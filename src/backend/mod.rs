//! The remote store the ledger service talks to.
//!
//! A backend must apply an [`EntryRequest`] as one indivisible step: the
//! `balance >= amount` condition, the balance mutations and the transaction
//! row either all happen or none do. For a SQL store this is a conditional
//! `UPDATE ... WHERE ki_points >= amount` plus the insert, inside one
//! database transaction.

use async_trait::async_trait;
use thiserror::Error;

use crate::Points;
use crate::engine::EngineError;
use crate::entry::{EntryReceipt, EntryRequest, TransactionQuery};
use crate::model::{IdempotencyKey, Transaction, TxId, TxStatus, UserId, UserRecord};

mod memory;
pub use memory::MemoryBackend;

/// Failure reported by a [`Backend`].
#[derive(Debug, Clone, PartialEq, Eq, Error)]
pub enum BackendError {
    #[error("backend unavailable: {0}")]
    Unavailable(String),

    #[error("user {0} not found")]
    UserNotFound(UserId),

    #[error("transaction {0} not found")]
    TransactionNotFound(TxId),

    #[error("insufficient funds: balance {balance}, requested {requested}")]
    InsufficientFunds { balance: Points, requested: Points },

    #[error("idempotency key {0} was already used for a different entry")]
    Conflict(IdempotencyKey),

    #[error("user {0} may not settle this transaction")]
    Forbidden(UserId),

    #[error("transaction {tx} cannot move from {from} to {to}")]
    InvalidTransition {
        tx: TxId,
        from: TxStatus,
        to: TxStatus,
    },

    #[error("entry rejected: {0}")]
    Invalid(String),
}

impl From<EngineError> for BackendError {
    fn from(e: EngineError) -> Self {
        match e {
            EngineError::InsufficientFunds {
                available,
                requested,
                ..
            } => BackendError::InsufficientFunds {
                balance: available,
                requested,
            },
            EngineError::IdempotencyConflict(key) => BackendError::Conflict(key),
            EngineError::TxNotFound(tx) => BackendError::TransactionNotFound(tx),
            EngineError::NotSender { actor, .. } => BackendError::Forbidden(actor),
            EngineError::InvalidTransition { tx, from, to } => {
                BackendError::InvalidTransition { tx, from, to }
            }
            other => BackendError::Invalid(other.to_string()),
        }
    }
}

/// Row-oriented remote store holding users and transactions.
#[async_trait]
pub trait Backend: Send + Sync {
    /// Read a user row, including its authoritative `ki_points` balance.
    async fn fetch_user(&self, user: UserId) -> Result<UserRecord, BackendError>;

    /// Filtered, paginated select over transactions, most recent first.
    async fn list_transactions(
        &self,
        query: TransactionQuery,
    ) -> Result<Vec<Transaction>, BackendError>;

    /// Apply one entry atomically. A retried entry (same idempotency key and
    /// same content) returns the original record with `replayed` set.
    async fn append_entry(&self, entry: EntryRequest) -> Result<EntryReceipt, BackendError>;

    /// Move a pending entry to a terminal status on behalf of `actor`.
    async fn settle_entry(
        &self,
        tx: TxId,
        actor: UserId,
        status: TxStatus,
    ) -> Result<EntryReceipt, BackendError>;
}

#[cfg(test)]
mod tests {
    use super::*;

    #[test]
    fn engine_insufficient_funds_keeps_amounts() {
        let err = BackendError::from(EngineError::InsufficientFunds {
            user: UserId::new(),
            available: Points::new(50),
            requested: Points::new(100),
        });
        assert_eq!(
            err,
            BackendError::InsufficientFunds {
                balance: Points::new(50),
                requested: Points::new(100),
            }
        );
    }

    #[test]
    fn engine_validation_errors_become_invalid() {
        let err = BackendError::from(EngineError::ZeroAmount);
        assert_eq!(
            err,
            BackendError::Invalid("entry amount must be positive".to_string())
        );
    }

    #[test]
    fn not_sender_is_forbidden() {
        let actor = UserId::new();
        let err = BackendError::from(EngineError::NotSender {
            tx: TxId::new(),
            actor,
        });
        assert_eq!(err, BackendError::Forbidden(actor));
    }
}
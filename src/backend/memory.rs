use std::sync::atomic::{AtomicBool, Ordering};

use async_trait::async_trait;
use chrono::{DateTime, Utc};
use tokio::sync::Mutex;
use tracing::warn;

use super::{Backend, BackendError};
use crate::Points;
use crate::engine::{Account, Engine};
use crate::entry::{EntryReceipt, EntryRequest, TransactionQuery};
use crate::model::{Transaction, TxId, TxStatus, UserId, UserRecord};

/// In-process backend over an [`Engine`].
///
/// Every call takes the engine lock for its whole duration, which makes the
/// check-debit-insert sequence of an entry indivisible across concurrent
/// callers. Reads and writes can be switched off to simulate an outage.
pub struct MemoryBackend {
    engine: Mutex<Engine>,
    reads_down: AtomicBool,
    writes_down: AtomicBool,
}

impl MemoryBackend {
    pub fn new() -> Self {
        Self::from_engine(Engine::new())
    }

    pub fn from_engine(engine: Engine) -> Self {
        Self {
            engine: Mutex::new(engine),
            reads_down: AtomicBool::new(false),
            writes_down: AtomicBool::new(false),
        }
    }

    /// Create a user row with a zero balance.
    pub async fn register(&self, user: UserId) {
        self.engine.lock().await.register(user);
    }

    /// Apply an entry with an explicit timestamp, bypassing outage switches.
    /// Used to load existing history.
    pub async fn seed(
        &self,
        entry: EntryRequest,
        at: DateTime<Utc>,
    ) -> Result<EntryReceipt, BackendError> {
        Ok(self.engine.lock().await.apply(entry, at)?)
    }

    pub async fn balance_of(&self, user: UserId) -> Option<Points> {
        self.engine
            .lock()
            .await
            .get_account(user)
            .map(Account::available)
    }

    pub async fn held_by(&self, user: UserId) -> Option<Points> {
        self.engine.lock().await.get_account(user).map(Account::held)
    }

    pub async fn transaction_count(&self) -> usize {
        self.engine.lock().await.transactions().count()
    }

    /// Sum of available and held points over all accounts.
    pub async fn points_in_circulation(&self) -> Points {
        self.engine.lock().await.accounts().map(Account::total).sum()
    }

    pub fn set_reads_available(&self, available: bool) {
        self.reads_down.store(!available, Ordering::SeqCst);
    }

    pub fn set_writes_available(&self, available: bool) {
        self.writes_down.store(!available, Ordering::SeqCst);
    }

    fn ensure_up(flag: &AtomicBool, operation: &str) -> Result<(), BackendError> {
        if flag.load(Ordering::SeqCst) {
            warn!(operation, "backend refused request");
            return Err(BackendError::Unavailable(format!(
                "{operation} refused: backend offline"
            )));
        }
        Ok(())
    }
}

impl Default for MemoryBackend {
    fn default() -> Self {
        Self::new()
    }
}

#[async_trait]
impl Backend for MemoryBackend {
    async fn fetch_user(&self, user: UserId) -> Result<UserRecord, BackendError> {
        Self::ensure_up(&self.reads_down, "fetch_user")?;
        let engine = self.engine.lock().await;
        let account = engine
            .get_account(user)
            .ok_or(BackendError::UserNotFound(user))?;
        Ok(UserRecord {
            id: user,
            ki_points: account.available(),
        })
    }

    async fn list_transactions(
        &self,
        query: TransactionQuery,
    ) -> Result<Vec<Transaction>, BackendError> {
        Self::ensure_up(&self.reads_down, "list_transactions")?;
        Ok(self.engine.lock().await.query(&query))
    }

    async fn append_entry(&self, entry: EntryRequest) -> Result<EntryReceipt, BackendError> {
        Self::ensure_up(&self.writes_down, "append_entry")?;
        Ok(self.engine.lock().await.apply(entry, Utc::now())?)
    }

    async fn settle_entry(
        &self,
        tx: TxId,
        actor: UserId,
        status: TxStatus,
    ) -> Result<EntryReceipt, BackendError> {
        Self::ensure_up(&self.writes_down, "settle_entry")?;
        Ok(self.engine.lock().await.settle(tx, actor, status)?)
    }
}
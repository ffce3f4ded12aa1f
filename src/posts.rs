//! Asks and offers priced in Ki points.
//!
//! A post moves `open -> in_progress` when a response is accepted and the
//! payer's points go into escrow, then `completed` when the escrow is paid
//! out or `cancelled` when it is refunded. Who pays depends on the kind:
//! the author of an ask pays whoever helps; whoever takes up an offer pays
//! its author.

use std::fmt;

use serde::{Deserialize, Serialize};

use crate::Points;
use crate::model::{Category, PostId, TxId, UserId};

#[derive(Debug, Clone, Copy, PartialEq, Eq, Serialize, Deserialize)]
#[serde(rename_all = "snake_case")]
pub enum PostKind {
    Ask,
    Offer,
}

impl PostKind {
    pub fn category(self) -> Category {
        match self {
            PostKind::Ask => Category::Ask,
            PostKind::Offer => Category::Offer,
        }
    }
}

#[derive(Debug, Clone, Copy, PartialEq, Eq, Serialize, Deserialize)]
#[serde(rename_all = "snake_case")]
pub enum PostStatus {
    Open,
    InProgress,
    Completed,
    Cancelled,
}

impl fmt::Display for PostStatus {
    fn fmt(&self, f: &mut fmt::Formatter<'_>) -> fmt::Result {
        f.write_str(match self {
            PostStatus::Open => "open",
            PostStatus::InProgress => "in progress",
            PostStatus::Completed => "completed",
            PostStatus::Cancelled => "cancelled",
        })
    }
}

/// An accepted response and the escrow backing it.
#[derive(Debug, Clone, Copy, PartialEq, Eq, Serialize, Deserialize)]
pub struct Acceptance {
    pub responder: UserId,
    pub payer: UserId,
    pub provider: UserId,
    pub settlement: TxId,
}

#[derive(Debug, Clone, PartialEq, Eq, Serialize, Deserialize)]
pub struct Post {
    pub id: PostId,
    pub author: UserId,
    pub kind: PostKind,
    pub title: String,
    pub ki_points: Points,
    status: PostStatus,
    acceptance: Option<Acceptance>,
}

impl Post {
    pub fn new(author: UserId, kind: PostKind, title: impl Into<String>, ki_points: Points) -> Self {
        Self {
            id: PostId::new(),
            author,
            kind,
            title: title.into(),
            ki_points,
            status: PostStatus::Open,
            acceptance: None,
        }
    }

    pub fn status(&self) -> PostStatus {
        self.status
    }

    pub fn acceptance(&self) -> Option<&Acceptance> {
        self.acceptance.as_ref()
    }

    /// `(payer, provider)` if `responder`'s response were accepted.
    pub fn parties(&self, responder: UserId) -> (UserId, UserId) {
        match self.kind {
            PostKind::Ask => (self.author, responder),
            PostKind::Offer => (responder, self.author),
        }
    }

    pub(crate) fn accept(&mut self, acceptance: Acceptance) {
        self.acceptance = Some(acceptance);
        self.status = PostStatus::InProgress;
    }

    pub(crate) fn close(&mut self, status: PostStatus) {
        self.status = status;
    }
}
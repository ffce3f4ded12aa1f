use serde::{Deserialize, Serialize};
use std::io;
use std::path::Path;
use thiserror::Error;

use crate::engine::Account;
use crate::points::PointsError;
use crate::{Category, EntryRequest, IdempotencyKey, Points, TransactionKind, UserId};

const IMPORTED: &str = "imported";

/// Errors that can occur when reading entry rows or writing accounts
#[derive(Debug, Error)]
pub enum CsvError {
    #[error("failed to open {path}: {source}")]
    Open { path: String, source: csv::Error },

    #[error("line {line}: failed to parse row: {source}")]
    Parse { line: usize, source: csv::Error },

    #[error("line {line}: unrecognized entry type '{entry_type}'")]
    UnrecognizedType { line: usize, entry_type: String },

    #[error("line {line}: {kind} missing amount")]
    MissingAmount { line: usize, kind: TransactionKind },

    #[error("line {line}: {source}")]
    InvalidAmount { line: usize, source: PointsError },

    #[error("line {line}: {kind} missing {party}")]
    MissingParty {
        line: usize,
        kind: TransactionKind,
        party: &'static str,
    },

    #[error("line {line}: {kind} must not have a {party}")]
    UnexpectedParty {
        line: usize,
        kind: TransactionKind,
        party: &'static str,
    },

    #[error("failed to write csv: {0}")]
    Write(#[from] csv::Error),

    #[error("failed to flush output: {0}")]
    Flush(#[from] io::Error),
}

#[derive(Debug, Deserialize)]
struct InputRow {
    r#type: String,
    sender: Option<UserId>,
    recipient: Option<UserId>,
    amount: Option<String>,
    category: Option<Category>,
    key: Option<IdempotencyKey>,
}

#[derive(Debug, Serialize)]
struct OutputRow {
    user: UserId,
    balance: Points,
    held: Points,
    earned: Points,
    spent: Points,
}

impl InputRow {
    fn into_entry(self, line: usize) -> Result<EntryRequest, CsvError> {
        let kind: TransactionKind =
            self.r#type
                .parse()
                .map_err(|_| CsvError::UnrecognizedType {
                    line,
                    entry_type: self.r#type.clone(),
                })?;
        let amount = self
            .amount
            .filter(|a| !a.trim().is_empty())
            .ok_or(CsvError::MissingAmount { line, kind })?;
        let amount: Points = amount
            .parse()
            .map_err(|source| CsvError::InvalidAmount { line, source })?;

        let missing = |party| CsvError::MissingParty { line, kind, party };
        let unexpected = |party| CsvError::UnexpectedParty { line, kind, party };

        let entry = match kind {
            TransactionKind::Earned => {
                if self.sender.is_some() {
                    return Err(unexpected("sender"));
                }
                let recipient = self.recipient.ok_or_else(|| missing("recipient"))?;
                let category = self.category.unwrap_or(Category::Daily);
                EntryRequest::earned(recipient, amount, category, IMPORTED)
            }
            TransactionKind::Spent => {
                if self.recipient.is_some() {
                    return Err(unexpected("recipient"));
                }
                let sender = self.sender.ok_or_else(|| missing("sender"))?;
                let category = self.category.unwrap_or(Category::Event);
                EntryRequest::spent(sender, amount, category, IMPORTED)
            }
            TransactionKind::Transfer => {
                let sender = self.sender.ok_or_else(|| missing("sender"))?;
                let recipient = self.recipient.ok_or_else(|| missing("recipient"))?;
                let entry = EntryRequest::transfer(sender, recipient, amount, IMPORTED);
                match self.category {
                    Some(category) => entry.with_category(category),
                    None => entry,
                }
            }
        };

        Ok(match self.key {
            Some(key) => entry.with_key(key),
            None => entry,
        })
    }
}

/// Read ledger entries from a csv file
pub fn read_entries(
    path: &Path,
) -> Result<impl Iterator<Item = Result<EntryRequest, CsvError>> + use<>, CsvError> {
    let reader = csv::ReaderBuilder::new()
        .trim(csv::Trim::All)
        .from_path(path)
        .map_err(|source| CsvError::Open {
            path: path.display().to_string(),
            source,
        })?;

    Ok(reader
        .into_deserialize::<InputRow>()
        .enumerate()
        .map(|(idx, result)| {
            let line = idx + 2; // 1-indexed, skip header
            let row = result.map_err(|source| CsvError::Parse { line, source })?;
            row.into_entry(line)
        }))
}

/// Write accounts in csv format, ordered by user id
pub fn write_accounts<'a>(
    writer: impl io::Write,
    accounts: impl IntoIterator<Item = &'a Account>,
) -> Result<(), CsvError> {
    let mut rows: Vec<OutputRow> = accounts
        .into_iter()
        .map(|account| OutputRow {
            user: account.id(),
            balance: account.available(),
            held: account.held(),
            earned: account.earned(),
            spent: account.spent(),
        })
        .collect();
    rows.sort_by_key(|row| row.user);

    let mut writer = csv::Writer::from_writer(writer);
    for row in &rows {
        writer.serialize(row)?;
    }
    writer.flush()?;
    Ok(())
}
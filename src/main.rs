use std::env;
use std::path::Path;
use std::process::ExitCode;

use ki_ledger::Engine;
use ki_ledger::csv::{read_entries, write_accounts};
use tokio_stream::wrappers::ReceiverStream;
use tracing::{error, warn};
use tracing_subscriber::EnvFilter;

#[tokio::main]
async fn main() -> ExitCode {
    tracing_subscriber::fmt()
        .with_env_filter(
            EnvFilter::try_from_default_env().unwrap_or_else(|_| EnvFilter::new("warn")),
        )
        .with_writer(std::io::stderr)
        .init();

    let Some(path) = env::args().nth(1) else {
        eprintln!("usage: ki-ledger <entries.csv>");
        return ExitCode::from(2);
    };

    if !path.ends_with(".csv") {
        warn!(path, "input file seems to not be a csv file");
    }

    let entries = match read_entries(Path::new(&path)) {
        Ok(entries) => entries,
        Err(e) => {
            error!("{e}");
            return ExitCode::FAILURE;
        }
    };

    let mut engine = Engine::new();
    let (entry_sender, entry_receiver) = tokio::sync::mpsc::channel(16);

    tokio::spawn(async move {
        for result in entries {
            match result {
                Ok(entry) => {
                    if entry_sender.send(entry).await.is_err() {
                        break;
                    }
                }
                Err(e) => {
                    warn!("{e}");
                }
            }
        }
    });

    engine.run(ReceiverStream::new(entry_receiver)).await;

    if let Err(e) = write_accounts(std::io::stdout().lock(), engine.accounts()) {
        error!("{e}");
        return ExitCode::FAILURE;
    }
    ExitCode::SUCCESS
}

::::::::

Copy each line from the data above that includes "AtomicBool".

**Answer to the exercise**
use std::sync::atomic::{AtomicBool, Ordering};
    reads_down: AtomicBool,
    writes_down: AtomicBool,
            reads_down: AtomicBool::new(false),
            writes_down: AtomicBool::new(false),
    fn ensure_up(flag: &AtomicBool, operation: &str) -> Result<(), BackendError> {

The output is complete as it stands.